Here is a good article referred to me by a friend's blog: Why Minimalism Should Not Be Entered Into Lightly Much of what he says is true. I discovered that just doing my 40 bags in 40 days project.

Thursday, April 22, 2010

I'm more attractive than a supermodel!

I'm more attractive than a supermodel, at least according to the following article in Our Sunday Visitor Uncovering a String of Lies, which states that "Men are more attracted to women who have natural fertility cycles. One study showed that they find average-looking women who are fertile more attractive than supermodels."

Of course, the point of that article is not to help women celebrate their innate attractiveness (although we should), but rather to point out all the lies women have been told about artificial contraception. The pill is 50 years old this year and Our Sunday Visitor has compiled a lengthy look at its history and ramifications for women and society. It's worth the time.

Wednesday, April 21, 2010

Congrats to "Catholic Mom's" Lisa Hendey!

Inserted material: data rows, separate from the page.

//! Built-in MCP methods bound to the application service.

use serde_json::{json, Value};
use std::future::Future;
use std::sync::Arc;
use tracing::debug;

use crate::error::{Error, Result};
use crate::mcp::handler::{
    call_arguments, get_string_arg, handler_fn, params_object, MethodHandler, RequestContext,
};
use crate::mcp::protocol::{
    InitializeResult, ListToolsResult, ServerCapabilities, MCP_VERSION,
};
use crate::mcp::router::MethodRouter;
use crate::metrics::Metrics;
use crate::service::{AppService, ResourceContents};
use crate::tools::validate_required;

/// What every built-in handler closes over.
struct Builtins {
    service: Arc<AppService>,
    metrics: Arc<Metrics>,
}

/// Register `initialize`, `ping`, and the resource, tool and prompt methods.
pub fn register_builtin_methods(router: &mut MethodRouter, service: Arc<AppService>) {
    let deps = Arc::new(Builtins {
        service,
        metrics: router.metrics().clone(),
    });

    router.register("initialize", bind(&deps, initialize));
    router.register("ping", bind(&deps, ping));
    router.register("resources/list", bind(&deps, list_resources));
    router.register("resources/read", bind(&deps, read_resource));
    router.register("tools/list", bind(&deps, list_tools));
    router.register("tools/call", bind(&deps, call_tool));
    router.register("prompts/list", bind(&deps, list_prompts));
    router.register("prompts/get", bind(&deps, get_prompt));

    debug!("Registered {} built-in methods", router.method_count());
}

fn bind<F, Fut>(deps: &Arc<Builtins>, f: F) -> impl MethodHandler + 'static
where
    F: Fn(Arc<Builtins>, RequestContext, Option<Value>) -> Fut + Send + Sync + 'static,
    Fut: Future<Output = Result<Option<Value>>> + Send + 'static,
{
    let deps = deps.clone();
    handler_fn(move |ctx, params| f(deps.clone(), ctx, params))
}

async fn initialize(
    deps: Arc<Builtins>,
    _ctx: RequestContext,
    _params: Option<Value>,
) -> Result<Option<Value>> {
    let result = InitializeResult {
        protocol_version: MCP_VERSION.to_string(),
        capabilities: ServerCapabilities::list_changed_everywhere(),
        server_info: deps.service.server_info(),
        instructions: deps.service.identity().instructions.clone(),
    };
    Ok(Some(serde_json::to_value(result)?))
}

async fn ping(
    _deps: Arc<Builtins>,
    _ctx: RequestContext,
    _params: Option<Value>,
) -> Result<Option<Value>> {
    Ok(Some(json!({})))
}

async fn list_resources(
    deps: Arc<Builtins>,
    _ctx: RequestContext,
    _params: Option<Value>,
) -> Result<Option<Value>> {
    let resources = deps.service.list_resources().await?;
    Ok(Some(json!({ "resources": resources })))
}

async fn read_resource(
    deps: Arc<Builtins>,
    _ctx: RequestContext,
    params: Option<Value>,
) -> Result<Option<Value>> {
    let params = params_object(params)?;
    let uri = get_string_arg(&params, "uri")?;

    let resource = match deps.service.get_resource(&uri).await {
        Ok(resource) => resource,
        Err(e @ Error::NotFound { .. }) => return Err(e),
        Err(e) => return Err(Error::Internal(e.to_string())),
    };

    Ok(Some(json!({
        "contents": [ResourceContents::from(&resource)]
    })))
}

async fn list_tools(
    deps: Arc<Builtins>,
    _ctx: RequestContext,
    _params: Option<Value>,
) -> Result<Option<Value>> {
    let tools = deps.service.list_tools().await?;
    Ok(Some(serde_json::to_value(ListToolsResult { tools })?))
}

async fn call_tool(
    deps: Arc<Builtins>,
    ctx: RequestContext,
    params: Option<Value>,
) -> Result<Option<Value>> {
    let params = params_object(params)?;
    let name = get_string_arg(&params, "name")?;
    let tool = deps.service.get_tool(&name).await?;

    let arguments = call_arguments(&params)?;
    validate_required(&tool.definition(), &arguments)?;

    deps.metrics.inc_tool_calls();
    debug!(tool = %name, session_id = ?ctx.session_id, "Calling tool");
    let result = tool.execute(&ctx, arguments).await?;
    Ok(Some(serde_json::to_value(result)?))
}

async fn list_prompts(
    deps: Arc<Builtins>,
    _ctx: RequestContext,
    _params: Option<Value>,
) -> Result<Option<Value>> {
    let prompts = deps.service.list_prompts().await?;
    Ok(Some(json!({ "prompts": prompts })))
}

async fn get_prompt(
    _deps: Arc<Builtins>,
    _ctx: RequestContext,
    _params: Option<Value>,
) -> Result<Option<Value>> {
    Err(Error::NotImplemented("prompts/get".to_string()))
}
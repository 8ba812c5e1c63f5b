//! Application service: the repositories plus server identity.
//!
//! Every mutation broadcasts the matching `<kind>/list/changed`
//! notification once the repository accepted it.

use std::sync::Arc;
use tracing::info;

use crate::error::Result;
use crate::mcp::notify::NotificationHub;
use crate::mcp::protocol::{ListKind, ServerInfo, Tool};
use crate::service::repository::{
    InMemoryPromptRepository, InMemoryResourceRepository, InMemorySessionRepository,
    InMemoryToolRepository, Prompt, PromptRepository, Resource, ResourceRepository,
    SessionRepository, ToolRepository,
};
use crate::tools::ToolHandler;

/// Name, version and optional instructions advertised on `initialize`.
#[derive(Debug, Clone)]
pub struct ServerIdentity {
    pub name: String,
    pub version: String,
    pub instructions: Option<String>,
}

impl Default for ServerIdentity {
    fn default() -> Self {
        Self {
            name: "mcp-engine".to_string(),
            version: crate::VERSION.to_string(),
            instructions: None,
        }
    }
}

/// The repository collaborators.
#[derive(Clone)]
pub struct Repositories {
    pub resources: Arc<dyn ResourceRepository>,
    pub tools: Arc<dyn ToolRepository>,
    pub prompts: Arc<dyn PromptRepository>,
    pub sessions: Arc<dyn SessionRepository>,
}

impl Repositories {
    pub fn in_memory() -> Self {
        Self {
            resources: Arc::new(InMemoryResourceRepository::new()),
            tools: Arc::new(InMemoryToolRepository::new()),
            prompts: Arc::new(InMemoryPromptRepository::new()),
            sessions: Arc::new(InMemorySessionRepository::new()),
        }
    }
}

pub struct AppService {
    identity: ServerIdentity,
    repos: Repositories,
    hub: NotificationHub,
}

impl AppService {
    pub fn new(identity: ServerIdentity, repos: Repositories, hub: NotificationHub) -> Self {
        Self {
            identity,
            repos,
            hub,
        }
    }

    pub fn identity(&self) -> &ServerIdentity {
        &self.identity
    }

    pub fn server_info(&self) -> ServerInfo {
        ServerInfo {
            name: self.identity.name.clone(),
            version: self.identity.version.clone(),
        }
    }

    pub fn hub(&self) -> &NotificationHub {
        &self.hub
    }

    pub fn sessions(&self) -> &Arc<dyn SessionRepository> {
        &self.repos.sessions
    }

    // ----- Resources -----

    pub async fn list_resources(&self) -> Result<Vec<Resource>> {
        self.repos.resources.list().await
    }

    pub async fn get_resource(&self, uri: &str) -> Result<Resource> {
        self.repos.resources.get(uri).await
    }

    pub async fn add_resource(&self, resource: Resource) -> Result<()> {
        let uri = resource.uri.clone();
        self.repos.resources.add(resource).await?;
        info!(uri = %uri, "Resource added");
        self.hub.list_changed(ListKind::Resources).await;
        Ok(())
    }

    pub async fn delete_resource(&self, uri: &str) -> Result<()> {
        self.repos.resources.delete(uri).await?;
        info!(uri = %uri, "Resource deleted");
        self.hub.list_changed(ListKind::Resources).await;
        Ok(())
    }

    // ----- Tools -----

    pub async fn list_tools(&self) -> Result<Vec<Tool>> {
        self.repos.tools.list().await
    }

    pub async fn get_tool(&self, name: &str) -> Result<Arc<dyn ToolHandler>> {
        self.repos.tools.get(name).await
    }

    pub async fn add_tool(&self, tool: Arc<dyn ToolHandler>) -> Result<()> {
        let name = tool.definition().name;
        self.repos.tools.add(tool).await?;
        info!(tool = %name, "Tool added");
        self.hub.list_changed(ListKind::Tools).await;
        Ok(())
    }

    pub async fn delete_tool(&self, name: &str) -> Result<()> {
        self.repos.tools.delete(name).await?;
        info!(tool = %name, "Tool deleted");
        self.hub.list_changed(ListKind::Tools).await;
        Ok(())
    }

    // ----- Prompts -----

    pub async fn list_prompts(&self) -> Result<Vec<Prompt>> {
        self.repos.prompts.list().await
    }

    pub async fn get_prompt(&self, name: &str) -> Result<Prompt> {
        self.repos.prompts.get(name).await
    }

    pub async fn add_prompt(&self, prompt: Prompt) -> Result<()> {
        let name = prompt.name.clone();
        self.repos.prompts.add(prompt).await?;
        info!(prompt = %name, "Prompt added");
        self.hub.list_changed(ListKind::Prompts).await;
        Ok(())
    }

    pub async fn delete_prompt(&self, name: &str) -> Result<()> {
        self.repos.prompts.delete(name).await?;
        info!(prompt = %name, "Prompt deleted");
        self.hub.list_changed(ListKind::Prompts).await;
        Ok(())
    }
}

impl std::fmt::Debug for AppService {
    fn fmt(&self, f: &mut std::fmt::Formatter<'_>) -> std::fmt::Result {
        f.debug_struct("AppService")
            .field("identity", &self.identity)
            .finish_non_exhaustive()
    }
}
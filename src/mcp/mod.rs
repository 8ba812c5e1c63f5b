//! Model Context Protocol (MCP) implementation.
//!
//! # Architecture
//!
//! - `protocol` - JSON-RPC codec and MCP wire types
//! - `handler` - method handler trait and per-call context
//! - `router` - method table and dispatch
//! - `methods` - built-in methods bound to the application service
//! - `session` - SSE sessions and their registry
//! - `notify` - server-to-client notification fan-out
//! - `transport` - stdio transport
//! - `server` - assembly of the above

pub mod handler;
pub mod methods;
pub mod notify;
pub mod protocol;
pub mod router;
pub mod server;
pub mod session;
pub mod transport;

pub use handler::{handler_fn, MethodHandler, RequestContext};
pub use notify::NotificationHub;
pub use protocol::*;
pub use router::MethodRouter;
pub use server::McpServer;
pub use session::{Session, SessionRegistry};
pub use transport::StdioTransport;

Lisa's book The Handbook for Catholic Moms: Nurturing Your Heart, Mind, Body, and Soul (which I was honored to be a small contributor for) is at #10 on the Catholic paperback's best seller list: http://www.catholic.org/ae/books/review.php?id=36241! Woo-hoo! Congratulations, Lisa!

Also, Mother's Day is fast approaching. This book would make a perfect gift for the Catholic mothers in your life.

Monday, April 19, 2010

Book Review: "God Never Blinks: 50 Lessons for Life's Little Detours"

God Never Blinks: 50 Lessons for Life's Little Detours
by Regina Brett
New York: Grand Central Publishing, 2010

Regina Brett long-believed that "at the moment she was born, God must have blinked. he missed the occasion and never knew she had arrived." The fifth of eleven children, she got lost in the mix. She was "a lost soul who drank too much at 16, an unwed mother at 21, a college graduate at 30, a single mother for 18 years, and finally, a wife at 40, married to a man who treated me like a queen." Then, at 41, she got breast cancer. It took two years for her to recover. At age 45, Brett wrote down 45 lessons life had taught her. At age 50, she added five more. Her newspaper, "The Plain Dealer" in Cleveland, ran the column. People all over the country began to forward the column. At some point in time, you have probably read these lessons and nodded knowingly.

Consider the book version of "50 Life Lessons" the expanded version of that well-traveled list. Brett writes from a place of faith. She sees God at work in her own life and the lives of others. In essays such as "Life Isn't Fair, but It's Still Good," "Life is Too Short to Waste Time Hating Anyone," "It's Okay to Get Angry with God. He Can Take It," and "Always Choose Life," Brett shares her wisdom and outlook on life. I dare anyone to read this book and keep dry eyes. These essays will speak to your heart and make you rethink your life. This is one of those books, like the original column, that will be shared among friends. A portion of the royalties of this book will support The Gathering Place which offers free services for anyone touched by cancer.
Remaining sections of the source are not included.